Digestate is the effluent coming from the digester at the completion of the digestion process. Digestate has nutrient value, so producers can apply digestate to land, much like manure. There are two types of digestate:
- Fibre (a nutrient rich soil conditioner); and
- Liquor (a liquid fertilizer)
Types of Anaerobic Digestion
Mesophilic systems operate at 25-45°C and thermophilic systems operate at 50-60°C or above. Thermophilic systems have a faster biogas production per unit of feedstock and m³ digester and there is greater pathogen kill. However, the capital costs of thermophilic systems are far higher, more energy is needed to heat them and they generally require more management.
The difference between what is considered a wet process and a dry process is quite small. Effectively, in wet AD the feedstock is pumped and stirred and in dry AD it can be stacked. Dry AD tends to be cheaper to run as there is less water to heat and there is more gas production per unit feedstock. However, wet AD has a lower set-up capital cost.
Continuous Flow/Batch Flow
Most digesters are continuous flow as opening the digester and restarting the system from cold every few weeks is a management challenge. They also generally give more biogas per unit feedstock and their operating costs are lower. Some dry systems are batch flow, however.
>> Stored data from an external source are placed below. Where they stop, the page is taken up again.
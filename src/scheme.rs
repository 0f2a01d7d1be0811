//! Replacement scheme resolution: turn the small set of recognized
//! configuration keys into a concrete list of `(location, orientation)`
//! configurations for the replacement engine to execute.

use std::collections::BTreeSet;

use rand::rngs::StdRng;
use rand::{Rng, SeedableRng};

use crate::base::XtalError;
use crate::isomorphism::Search;

/// A single orientation choice within a location: either "pick whichever
/// orientation minimizes alignment RMSD" or an explicit 0-based index.
#[derive(Debug, Clone, Copy, PartialEq, Eq, PartialOrd, Ord, Hash)]
pub enum OrientationChoice {
    Optimal,
    Explicit(usize),
}

/// Recognized configuration keys for [`crate::substructure_replace`].
#[derive(Debug, Clone)]
pub struct ReplaceOptions {
    /// Pick orientations uniformly at random per selected location.
    pub random: bool,
    /// Number of locations to sample uniformly without replacement.
    pub nb_loc: Option<usize>,
    /// Explicit 0-based location indices to replace at.
    pub loc: Option<Vec<usize>>,
    /// Explicit orientation choices, parallel to `loc`.
    pub ori: Option<Vec<OrientationChoice>>,
    /// Name assigned to the produced crystal.
    pub name: String,
    /// Raise internal `debug!`/`trace!` diagnostics to `info!`.
    pub verbose: bool,
    /// Deterministic RNG seed, consulted whenever `random` is `true`.
    pub seed: u64,
}

impl Default for ReplaceOptions {
    fn default() -> Self {
        Self {
            random: false,
            nb_loc: None,
            loc: None,
            ori: None,
            name: "new_xtal".to_string(),
            verbose: false,
            seed: 0,
        }
    }
}

impl ReplaceOptions {
    /// Build the seeded RNG this call's randomness should come from. Never
    /// a global/thread-local generator, so a fixed seed reproduces a fixed
    /// run regardless of call order elsewhere in the process.
    pub fn rng(&self) -> StdRng {
        StdRng::seed_from_u64(self.seed)
    }
}

/// Resolve a [`ReplaceOptions`] scheme against a [`Search`] into a concrete,
/// validated list of `(location, orientation)` configurations.
pub fn resolve_scheme(
    search: &Search,
    options: &ReplaceOptions,
    rng: &mut impl Rng,
) -> Result<Vec<(usize, OrientationChoice)>, XtalError> {
    let nb_locations = search.nb_locations();

    match (&options.loc, &options.ori) {
        (Some(loc), Some(ori)) => resolve_explicit_pairs(search, loc, ori),
        (None, Some(_)) => Err(XtalError::InvalidScheme(
            "`ori` was given without `loc`".to_string(),
        )),
        (Some(loc), None) => {
            for &l in loc {
                check_location_index(l, nb_locations)?;
            }
            Ok(loc
                .iter()
                .map(|&l| (l, pick_orientation(search, l, options.random, rng)))
                .collect())
        }
        (None, None) => {
            let locations = match options.nb_loc {
                Some(k) => {
                    if k > nb_locations {
                        return Err(XtalError::InvalidScheme(format!(
                            "nb_loc={k} exceeds the {nb_locations} location(s) found"
                        )));
                    }
                    rand::seq::index::sample(rng, nb_locations, k).into_vec()
                }
                None => (0..nb_locations).collect(),
            };
            Ok(locations
                .into_iter()
                .map(|l| (l, pick_orientation(search, l, options.random, rng)))
                .collect())
        }
    }
}

fn resolve_explicit_pairs(
    search: &Search,
    loc: &[usize],
    ori: &[OrientationChoice],
) -> Result<Vec<(usize, OrientationChoice)>, XtalError> {
    if loc.len() != ori.len() {
        return Err(XtalError::InvalidScheme(format!(
            "`loc` has {} entries but `ori` has {}",
            loc.len(),
            ori.len()
        )));
    }

    let nb_locations = search.nb_locations();
    let mut seen = BTreeSet::new();
    let mut configs = Vec::with_capacity(loc.len());
    for (&l, &o) in loc.iter().zip(ori.iter()) {
        check_location_index(l, nb_locations)?;
        if let OrientationChoice::Explicit(idx) = o {
            let nb_orientations = search.nb_orientations_at_location(l);
            if idx >= nb_orientations {
                return Err(XtalError::InvalidScheme(format!(
                    "orientation index {idx} out of range at location {l} (only {nb_orientations} orientation(s))"
                )));
            }
        }
        if !seen.insert((l, o)) {
            return Err(XtalError::InvalidScheme(format!(
                "duplicate config (loc={l}, ori={o:?})"
            )));
        }
        configs.push((l, o));
    }
    Ok(configs)
}

fn check_location_index(l: usize, nb_locations: usize) -> Result<(), XtalError> {
    if l >= nb_locations {
        return Err(XtalError::InvalidScheme(format!(
            "location index {l} out of range (only {nb_locations} location(s) found)"
        )));
    }
    Ok(())
}

fn pick_orientation(
    search: &Search,
    location: usize,
    random: bool,
    rng: &mut impl Rng,
) -> OrientationChoice {
    if !random {
        return OrientationChoice::Optimal;
    }
    let nb_orientations = search.nb_orientations_at_location(location);
    OrientationChoice::Explicit(rng.gen_range(0..nb_orientations))
}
AD occurs in several stages. Some systems have multiple digesters to ensure each stage is as efficient as possible. Multiple digesters can give you more biogas per unit feedstock but at a higher capital cost, higher operating cost and greater management requirement. Most digesters in the UK are single or double digesters.
Vertical/Horizontal Plug Flow
Vertical tanks simply take feedstock in a pipe on one side whilst digestate overflows through a pipe on the other. In horizontal plug-flow systems a more solid feedstock is used as a ‘plug’ that flows through a horizontal digester at the rate it is fed in. Vertical tanks are simple and cheaper to operate, but the feedstock may not reside in the digester for the optimum period of time. Horizontal tanks are more expensive to build and operate, but the feedstock will neither leave the digester too early nor stay in it for an uneconomically long period.